This is a review of Dracula, by Bram Stoker. First things first: by today’s standards, this is not a scary book. Dracula is an epistolary novel, which means it’s written in the form of letters, newspaper articles, and diary entries. Do you find reading letters frightening? I don’t know if the Victorians found this book to be scary. I think it more likely they found it shocking or even titillating.

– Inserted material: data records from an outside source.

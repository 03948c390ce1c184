//! Status bar rendering with keybindings and state indicators

use crate::ui::app::LogKind;
use crate::ui::theme::DEFAULT_THEME;
use ratatui::{
    layout::{Alignment, Rect},
    style::{Color, Modifier, Style},
    text::{Line, Span},
    widgets::Paragraph,
    Frame,
};

/// Data needed to render the status bar
pub struct StatusRenderData<'a> {
    /// Outcome of the most recent operation
    pub message: &'a str,
    /// Severity used to color the message and the depth chip
    pub kind: LogKind,
    /// Session stack depth and capacity
    pub depth: usize,
    pub capacity: usize,
    /// `(label, buffer)` while a prompt is capturing keystrokes
    pub prompt: Option<(&'a str, &'a str)>,
}

/// Render the status bar at the bottom
pub fn render_status_bar(frame: &mut Frame, area: Rect, data: StatusRenderData) {
    // Split status bar into left and right
    let layout = ratatui::layout::Layout::default()
        .direction(ratatui::layout::Direction::Horizontal)
        .constraints([
            ratatui::layout::Constraint::Percentage(50),
            ratatui::layout::Constraint::Percentage(50),
        ])
        .split(area);

    let is_error = matches!(data.kind, LogKind::Error);

    // Left side: depth chip plus either the active prompt or the last message
    let chip_bg = if is_error {
        DEFAULT_THEME.error
    } else {
        DEFAULT_THEME.primary
    };

    let mut left_spans = vec![
        Span::styled(
            format!(" Stack {}/{} ", data.depth, data.capacity),
            Style::default()
                .bg(chip_bg)
                .fg(Color::Black)
                .add_modifier(Modifier::BOLD),
        ),
        Span::styled(
            " | ",
            Style::default()
                .bg(DEFAULT_THEME.status_bg)
                .fg(DEFAULT_THEME.comment),
        ),
    ];

    if let Some((label, buffer)) = data.prompt {
        left_spans.push(Span::styled(
            format!(" {}{}", label, buffer),
            Style::default()
                .bg(DEFAULT_THEME.status_bg)
                .fg(DEFAULT_THEME.secondary),
        ));
        left_spans.push(Span::styled(
            "▌",
            Style::default()
                .bg(DEFAULT_THEME.status_bg)
                .fg(DEFAULT_THEME.secondary),
        ));
    } else {
        let message_fg = match data.kind {
            LogKind::Info => DEFAULT_THEME.fg,
            LogKind::Success => DEFAULT_THEME.success,
            LogKind::Warning => DEFAULT_THEME.secondary,
            LogKind::Error => DEFAULT_THEME.error,
        };
        left_spans.push(Span::styled(
            format!(" {} ", data.message),
            Style::default()
                .bg(DEFAULT_THEME.status_bg)
                .fg(message_fg),
        ));
    }

    let left_paragraph = Paragraph::new(Line::from(left_spans))
        .style(Style::default().bg(DEFAULT_THEME.status_bg))
        .alignment(Alignment::Left);

    frame.render_widget(left_paragraph, layout[0]);

    // Right side: keybinds with visual grouping
    let key_style = Style::default().bg(DEFAULT_THEME.comment).fg(Color::Black);
    let desc_style = Style::default()
        .bg(DEFAULT_THEME.status_bg)
        .fg(DEFAULT_THEME.fg);
    let sep_style = Style::default()
        .bg(DEFAULT_THEME.status_bg)
        .fg(DEFAULT_THEME.comment);

    let right_spans = if data.prompt.is_some() {
        vec![
            Span::styled(" ↵ ", key_style),
            Span::styled(" commit ", desc_style),
            Span::styled("│", sep_style),
            Span::styled(" ", desc_style),
            Span::styled(" Esc ", key_style),
            Span::styled(" cancel ", desc_style),
            Span::styled("│", sep_style),
            Span::styled(
                " ⌨ INPUT ",
                Style::default()
                    .bg(DEFAULT_THEME.secondary)
                    .fg(Color::Black)
                    .add_modifier(Modifier::BOLD),
            ),
        ]
    } else {
        vec![
            Span::styled(" p ", key_style),
            Span::styled(" push ", desc_style),
            Span::styled("│", sep_style),
            Span::styled(" ", desc_style),
            Span::styled(" o ", key_style),
            Span::styled(" pop ", desc_style),
            Span::styled("│", sep_style),
            Span::styled(" ", desc_style),
            Span::styled(" t ", key_style),
            Span::styled(" peek ", desc_style),
            Span::styled("│", sep_style),
            Span::styled(" ", desc_style),
            Span::styled(" e ", key_style),
            Span::styled(" eval ", desc_style),
            Span::styled("│", sep_style),
            Span::styled(" ", desc_style),
            Span::styled(" c ", key_style),
            Span::styled(" clear ", desc_style),
            Span::styled("│", sep_style),
            Span::styled(" ", desc_style),
            Span::styled(" ⇥ ", key_style),
            Span::styled(" focus ", desc_style),
            Span::styled("│", sep_style),
            Span::styled(" ", desc_style),
            Span::styled("q", key_style),
            Span::styled(" quit ", desc_style),
        ]
    };

    let right_paragraph = Paragraph::new(Line::from(right_spans))
        .style(Style::default().bg(DEFAULT_THEME.status_bg))
        .alignment(Alignment::Right);

    frame.render_widget(right_paragraph, layout[1]);
}
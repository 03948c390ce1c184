//! Operand stack pane rendering
//!
//! Renders the session stack from top to bottom. The top element carries a
//! marker, every slot shows its index, and the pane title tracks depth
//! against capacity.

use crate::stack::BoundedStack;
use crate::ui::theme::DEFAULT_THEME;
use ratatui::{
    layout::Rect,
    style::{Modifier, Style},
    text::{Line, Span},
    widgets::{Block, Borders, List, ListItem},
    Frame,
};

/// Scroll state for the stack pane
pub struct StackScrollState {
    pub offset: usize,
    pub prev_item_count: usize,
}

impl StackScrollState {
    pub fn new() -> Self {
        StackScrollState {
            offset: 0,
            prev_item_count: 0,
        }
    }
}

impl Default for StackScrollState {
    fn default() -> Self {
        Self::new()
    }
}

/// Render the operand stack pane
pub fn render_stack_pane(
    frame: &mut Frame,
    area: Rect,
    stack: &BoundedStack,
    is_focused: bool,
    scroll_state: &mut StackScrollState,
) {
    let border_style = if is_focused {
        Style::default()
            .fg(DEFAULT_THEME.border_focused)
            .add_modifier(Modifier::BOLD)
    } else {
        Style::default().fg(DEFAULT_THEME.border_normal)
    };

    let block = Block::default()
        .title(format!(
            " Operand Stack ({}/{}) ",
            stack.len(),
            stack.capacity()
        ))
        .borders(Borders::ALL)
        .border_style(border_style);

    let mut all_items = Vec::new();

    if stack.is_empty() {
        all_items.push(ListItem::new("(empty)").style(Style::default().fg(DEFAULT_THEME.comment)));
    } else {
        let depth = stack.len();
        for (row, value) in stack.iter_top_down().enumerate() {
            // Slot indices count from the bottom, matching push order.
            let slot = depth - 1 - row;
            let marker = if row == 0 {
                Span::styled(
                    "top → ",
                    Style::default()
                        .fg(DEFAULT_THEME.secondary)
                        .add_modifier(Modifier::BOLD),
                )
            } else {
                Span::raw("      ")
            };

            let line = Line::from(vec![
                marker,
                Span::styled(
                    format!("[{:>3}] ", slot),
                    Style::default().fg(DEFAULT_THEME.comment),
                ),
                Span::styled(
                    value.to_string(),
                    Style::default().fg(DEFAULT_THEME.number),
                ),
            ]);
            all_items.push(ListItem::new(line));
        }
    }

    // Calculate visible range for scrolling
    let total_items = all_items.len();
    let visible_height = area.height.saturating_sub(2).max(1) as usize; // Account for borders, min 1

    // Smart auto-scroll: new elements appear at the top of the listing, so
    // jump back to the top whenever the stack grows.
    if total_items > scroll_state.prev_item_count {
        scroll_state.offset = 0;
    } else if total_items > visible_height {
        // Content same or shrank, respect the user's scroll position (just clamp)
        let max_scroll = total_items - visible_height;
        scroll_state.offset = scroll_state.offset.min(max_scroll);
    } else {
        scroll_state.offset = 0;
    }

    // Update previous item count for next render
    scroll_state.prev_item_count = total_items;

    // Take only visible items
    let visible_items: Vec<ListItem> = all_items
        .into_iter()
        .skip(scroll_state.offset)
        .take(visible_height)
        .collect();

    let list = List::new(visible_items).block(block);
    frame.render_widget(list, area);
}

Nowadays Dracula is an indelible part of pop culture, bad movies and breakfast cereals and all. The original novel is valuable both as a historical and cultural document, giving us insight into the Victorian thought process. A friend of mine insists that Dracula illustrates how xenophobic the English were, terrified of foreigners stealing their women. It’s an interesting argument, but Bram Stoker was Irish and not English, so I’m not sure I buy it.
Who cares about all that shit, how’s the book? Is it worth reading? Well…I don’t think Dracula is very good. I recently reread the novel, and it wasn’t as bad as I remembered, which a) doesn’t mean much, and b) doesn’t mean I didn’t like the book. I don’t finish most of the books I start, yet I’ve read Dracula four or five times. Take that for what it’s worth.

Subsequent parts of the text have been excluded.